Lilia, 45.
O coração me trouxe pra este país esquisito e pra esta metrópole inesgotável. Me tornei uma dona-de-casa vadia. O juízo, as vezes nos pés, outras vezes só Deus sabe onde. O pensamento voa sempre. Fumo como uma cachorra desgostosa, bebo como uma pessoa que tem juizo e me alimento como quem tem bom paladar e protege a saúde (pra tentar compensar o efeito do cigarro). Estudei pouco, mas observei o comportamento humano (nas minhas andanças pelo mundo afora nos anos 80), e por onde passei, aprendi que ficar atenta é muito melhor do que forte. Acreditei que navegar é preciso. Me formei em relações humanas e aprendi o valor de ter uma familia e amigos de verdade.
eu mesma 5 anos depois
Lilia, 48.
O coração me trouxe pra este país que aprendi a entender. depois de alguns anos brincando de "esposa-dona-de-casa", tomei gosto pelo "silêncio das imagens" e hoje brinco também de regsitrar o que o meu coração ver por onde passo.

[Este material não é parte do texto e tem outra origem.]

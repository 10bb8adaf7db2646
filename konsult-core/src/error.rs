//! Unified error type definition

use serde::Serialize;
use thiserror::Error;

/// Core layer error type
#[derive(Error, Debug, Serialize)]
#[serde(tag = "code", content = "details")]
pub enum CoreError {
    /// Honeypot field was filled in; the submit is dropped without feedback
    #[error("Submission suppressed")]
    SpamSuppressed,

    /// Submit attempted before the CAPTCHA was solved
    #[error("CAPTCHA verification required")]
    CaptchaRequired,

    /// A submission is already waiting for the backend
    #[error("A submission is already in flight")]
    SubmissionInFlight,

    /// The submission backend rejected the message or could not be reached
    #[error("Submission failed: {0}")]
    SubmissionFailed(String),

    /// The submission backend did not answer in time
    #[error("Submission timed out after {0} ms")]
    SubmissionTimedOut(u64),

    /// Language Context used outside a mounted `LanguageProvider`
    #[error("Language context accessed outside of a mounted LanguageProvider")]
    ContextMisuse,

    /// Configuration file could not be read or parsed
    #[error("Config error: {0}")]
    Config(String),

    /// serialization error
    #[error("Serialization error: {0}")]
    SerializationError(String),
}

impl CoreError {
    /// Whether it is expected behavior (visitor input, flaky network) rather than a bug.
    ///
    /// Level `warn` should be used when returning `true` and level `error` when returning `false`.
    #[must_use]
    pub fn is_expected(&self) -> bool {
        match self {
            Self::SpamSuppressed
            | Self::CaptchaRequired
            | Self::SubmissionInFlight
            | Self::SubmissionFailed(_)
            | Self::SubmissionTimedOut(_) => true,
            Self::ContextMisuse | Self::Config(_) | Self::SerializationError(_) => false,
        }
    }
}

impl From<serde_json::Error> for CoreError {
    fn from(e: serde_json::Error) -> Self {
        Self::SerializationError(e.to_string())
    }
}

impl From<reqwest::Error> for CoreError {
    fn from(e: reqwest::Error) -> Self {
        Self::SubmissionFailed(e.to_string())
    }
}

/// Core layer Result type alias
pub type CoreResult<T> = std::result::Result<T, CoreError>;
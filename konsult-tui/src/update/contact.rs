//! 联系表单更新逻辑

use std::time::Instant;

use konsult_core::contact::{CaptchaEvents, SubmissionOutcome, SubmissionStatus, SubmitAttempt};

use crate::message::ContactMessage;
use crate::model::{App, ContactFocus};

/// 处理联系表单消息
pub fn update(app: &mut App, msg: ContactMessage) {
    match msg {
        ContactMessage::Finished(outcome) => finish(app, outcome),
        ContactMessage::Submit => submit(app),
        ContactMessage::Activate => activate(app),
        ContactMessage::ToggleCaptcha => check_captcha(app),
        ContactMessage::NextField => {
            if let Some(page) = app.contact.as_mut() {
                page.focus = page.focus.next();
            }
        }
        ContactMessage::PrevField => {
            if let Some(page) = app.contact.as_mut() {
                page.focus = page.focus.prev();
            }
        }
        ContactMessage::Input(ch) => {
            let Some(page) = app.contact.as_mut() else {
                return;
            };
            if let Some(field) = page.focused_field() {
                page.flow.push_char(field, ch);
                if page.notice.is_some_and(|(f, _)| f == field) {
                    page.notice = None;
                }
            }
        }
        ContactMessage::Backspace => {
            let Some(page) = app.contact.as_mut() else {
                return;
            };
            if let Some(field) = page.focused_field() {
                page.flow.pop_char(field);
            }
        }
    }
}

/// 在当前控件上按 Enter
fn activate(app: &mut App) {
    let Some(focus) = app.contact.as_ref().map(|page| page.focus) else {
        return;
    };
    match focus {
        ContactFocus::Field(_) => {
            if let Some(page) = app.contact.as_mut() {
                page.focus = focus.next();
            }
        }
        ContactFocus::Captcha => check_captcha(app),
        ContactFocus::Submit => submit(app),
    }
}

/// 勾选 CAPTCHA 复选框（已勾选时无效）
fn check_captcha(app: &mut App) {
    let Some(page) = app.contact.as_mut() else {
        return;
    };
    let event = page.flow.captcha_mut().solve(Instant::now());
    if let Some(event) = event {
        page.flow.handle_captcha(event);
    }
}

/// 提交表单
///
/// 先做浏览器原生校验（必填、邮箱格式），不通过时只提示、不改变提交状态；
/// 通过后交给 `ContactFlow` 的守卫序列。
fn submit(app: &mut App) {
    let Some(page) = app.contact.as_mut() else {
        return;
    };
    if page.flow.is_sending() {
        return;
    }

    if let Some(field) = page.flow.form().first_invalid_field() {
        page.notice = page
            .flow
            .form()
            .field_issue(field)
            .map(|issue| (field, issue));
        page.focus = ContactFocus::Field(field);
        return;
    }
    page.notice = None;

    match page.flow.begin_submit() {
        SubmitAttempt::Dispatched(pending) => app.submit.dispatch(pending),
        SubmitAttempt::CaptchaRequired => page.focus = ContactFocus::Captcha,
        SubmitAttempt::Suppressed | SubmitAttempt::InFlight => {}
    }
}

/// 应用后台提交结果
fn finish(app: &mut App, outcome: SubmissionOutcome) {
    let Some(page) = app.contact.as_mut() else {
        log::debug!("Submission outcome arrived after the contact form was unmounted");
        return;
    };
    if page.flow.finish(outcome) && page.flow.status() == SubmissionStatus::Success {
        page.focus = ContactFocus::default();
    }
}

/// 心跳：检查 CAPTCHA 是否过期
pub fn tick(app: &mut App) {
    let Some(page) = app.contact.as_mut() else {
        return;
    };
    let event = page.flow.captcha_mut().poll_expiry(Instant::now());
    if let Some(event) = event {
        page.flow.handle_captcha(event);
    }
}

O juízo tá bem mais calmo, principalmete quando os hormônios param de fazer festa. O pensamento voa ainda, e até arrisco dizer que algumas vezes consigo domá-lo. larguei o cigarro e adotei a ioga. boa troca. continuo bebendo a bendita cerveja com ou sem juízo e me alimento como quem tem bom paladar e protege a saúde. Estudei muito informalmente sentada na frente da tela, o que muito me ajuda a ser uma pessoa melhor. continuo achando que ficar atenta é o caminho pra entender a fraqueza. navegar ainda é preciso mesmo que no porto seguro. e sim, continuo valorizando muito minha familia, os amigos de verdade e também todo e qualquer amor que se apresente.